RESULTS OF OPERATIONS

  Net Revenue.   Net revenue increased approximately $1.8 million or 10.7% to
$18.7 million for the quarter ended June 30, 1998 from $16.9 million for the
same quarter of the prior year. Net revenue increased approximately $3.8 million
or 11.7% to $36.4 million for the six month period ended June 30, 1998 from
$32.6 million for the same period of the prior year. The inclusion of revenue
from the acquisitions of radio stations and revenue generated from local
marketing agreements ("LMAs") entered into during 1997 provided approximately
$191,000 of the increase for the quarter ended June 30, 1998 over the same
quarter of the prior year, and approximately $338,000 of the increase for the
six month period ended June 30, 1998 over the same period of the prior year. For
stations and networks owned and operated over the comparable period in 1997 and
1998, net revenue improved approximately $1.6 million or 9.9% to $17.8 million
for the quarter ended June 30, 1998 from $16.2 million for the same quarter of
the prior year, and approximately $3.5 million or 11.2% to $34.8 million for the
six month period ended June 30, 1998 from $31.3 million for the same period of
the prior year due primarily to increases in on-air inventory and improved
selling efforts and to a lesser extent to program rate increases.
 
  Station Operating Expenses.   Station operating expenses increased
approximately $301,000 or 3.1% to $10.0 million for the quarter ended June 30,
1998 from $9.7 million for the same quarter of the prior year. Station operating
expenses increased approximately $722,000 or 3.8% to $20.0 million for the six
month period ended June 30, 1998 from $19.3 million for the same period of the
prior year. The inclusion of expenses from the acquisitions of radio stations
and expenses incurred for LMAs entered into during 1997 provided approximately
$264,000 of the increase for the quarter ended June 30, 1998 over the same
quarter of the prior year. None of the increase for the six month period ended
June 30, 1998 over the same period of the prior year was due to the inclusion of
expenses from the acquisitions of radio stations and networks and expenses
incurred for LMAs entered into during 1997. The 3.8% increase from the six month
period ended June 30, 1997 to the six month period ended June 30, 1998 was
primarily due to expenses incurred to produce the increased revenue in the 1998
period, as described above.


                                                                               8
<PAGE>
 

  Broadcast Cash Flow.   Broadcast Cash Flow increased approximately $1.5
million or 20.8% to $8.7 million for the quarter ended June 30, 1998 from $7.2
million for the same quarter of the prior year. Broadcast Cash Flow increased
approximately $3.1 million or 23.3% to $16.4 million for the six month period
ended June 30, 1998 from $13.3 million for the same period of the prior year. As
a percentage of net revenue, Broadcast Cash Flow increased to 46.3% for the
quarter ended June 30, 1998 from 42.5% for the same quarter of the prior year.
As a percentage of net revenue, Broadcast Cash Flow increased to 45.1% for the
six month period ended June 30, 1998 from 40.9% for the same period of the prior
year. The increases are primarily attributable to the improved performance of
stations acquired in 1996 and 1997 that previously operated with formats other
than religious formats. These acquired and reformatted stations typically
produce lower margins during the early phase of the transition period from a
non-religious format to a religious format. Broadcast Cash Flow margins improve
as the Company implements scheduled program rate increases and increases spot
advertising revenue on the stations.

  Corporate Expenses.   Corporate expenses increased approximately $420,000 or
27.9% to $1.9 million for the quarter ended June 30, 1998 from $1.5 million for
the same quarter of the prior year. Corporate expenses increased approximately
$607,000 or 21.5% to $3.4 million for the six month period ended June 30, 1998
from $2.8 million for the same period of the prior year. The increases are
primarily attributable to additional personnel and overhead costs associated
with station and network acquisitions in 1996 and 1997.

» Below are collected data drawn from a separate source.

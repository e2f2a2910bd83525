use crate::{
    config::ServerConfig, inference_service::InferenceService, model_service::ModelService,
    routes::api_routes, telemetry::Metrics,
};
use axum::{extract::DefaultBodyLimit, Router};
use axum_otel_metrics::HttpMetricsLayerBuilder;
use std::sync::Arc;
use tokio::net::TcpListener;
use tower_http::services::ServeDir;

pub struct SharedState<M: ModelService> {
    pub inference_service: InferenceService<M>,
    pub metrics: Arc<Metrics>,
}

impl<M: ModelService> Clone for SharedState<M> {
    fn clone(&self) -> Self {
        Self {
            inference_service: self.inference_service.clone(),
            metrics: self.metrics.clone(),
        }
    }
}

pub fn build_router<M: ModelService>(
    inference_service: InferenceService<M>,
    metrics: Arc<Metrics>,
    config: &ServerConfig,
) -> Router {
    let app_state = SharedState {
        inference_service,
        metrics,
    };

    Router::new()
        .merge(api_routes::<M>())
        .nest_service("/static", ServeDir::new(&config.static_dir))
        .layer(DefaultBodyLimit::max(config.max_upload_bytes))
        .with_state(app_state)
}

pub struct HttpServer {
    router: Router,
    listener: TcpListener,
}

impl HttpServer {
    pub async fn new<M: ModelService>(
        inference_service: InferenceService<M>,
        config: &ServerConfig,
    ) -> anyhow::Result<Self> {
        let addr = config.get_address();

        let metrics = Arc::new(Metrics::new()?);
        let metrics_layer = HttpMetricsLayerBuilder::new().build();

        let router = build_router(inference_service, metrics, config).layer(metrics_layer);

        let listener = TcpListener::bind(&addr).await?;

        Ok(Self { router, listener })
    }

    pub async fn run<F>(self, shutdown: F) -> anyhow::Result<()>
    where
        F: std::future::Future<Output = ()> + Send + 'static,
    {
        tracing::info!("Starting app on {}", self.listener.local_addr()?);

        axum::serve(self.listener, self.router)
            .with_graceful_shutdown(shutdown)
            .await?;

        Ok(())
    }
}
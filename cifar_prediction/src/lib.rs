mod architecture;
mod inference_service;
mod labels;
mod model_service;
mod ort_service;
mod prediction;
mod preprocess;
mod routes;
mod server;
mod telemetry;

pub mod app;
pub mod config;

pub use app::start_app;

  EBITDA.   EBITDA increased approximately $1.0 million or 17.5% to $6.7 million
for the quarter ended June 30, 1998 from $5.7 million for the same quarter of
the prior year. EBITDA increased approximately $2.5 million or 23.8% to $13.0
million for the six month period ended June 30, 1998 from $10.5 million for the
same period of the prior year. As a percentage of net revenue, EBITDA increased
to 36.0% for the quarter ended June 30, 1998 from 33.6% for the same quarter of
the prior year. As a percentage of net revenue, EBITDA increased to 35.7% for
the six month period ended June 30, 1998 from 32.2% for the same period of the
prior year.

  Tax Reimbursements to S Corporation Shareholders.   There were no tax
reimbursements to S corporation shareholders for the six month period ended June
30, 1998 because of the Reorganization which took place in August 1997. New
Inspiration and Golden Gate became wholly-owned subsidiaries of the Company in
August 1997 pursuant to the Reorganization. The S corporation status of New
Inspiration and Golden Gate was terminated in the Reorganization.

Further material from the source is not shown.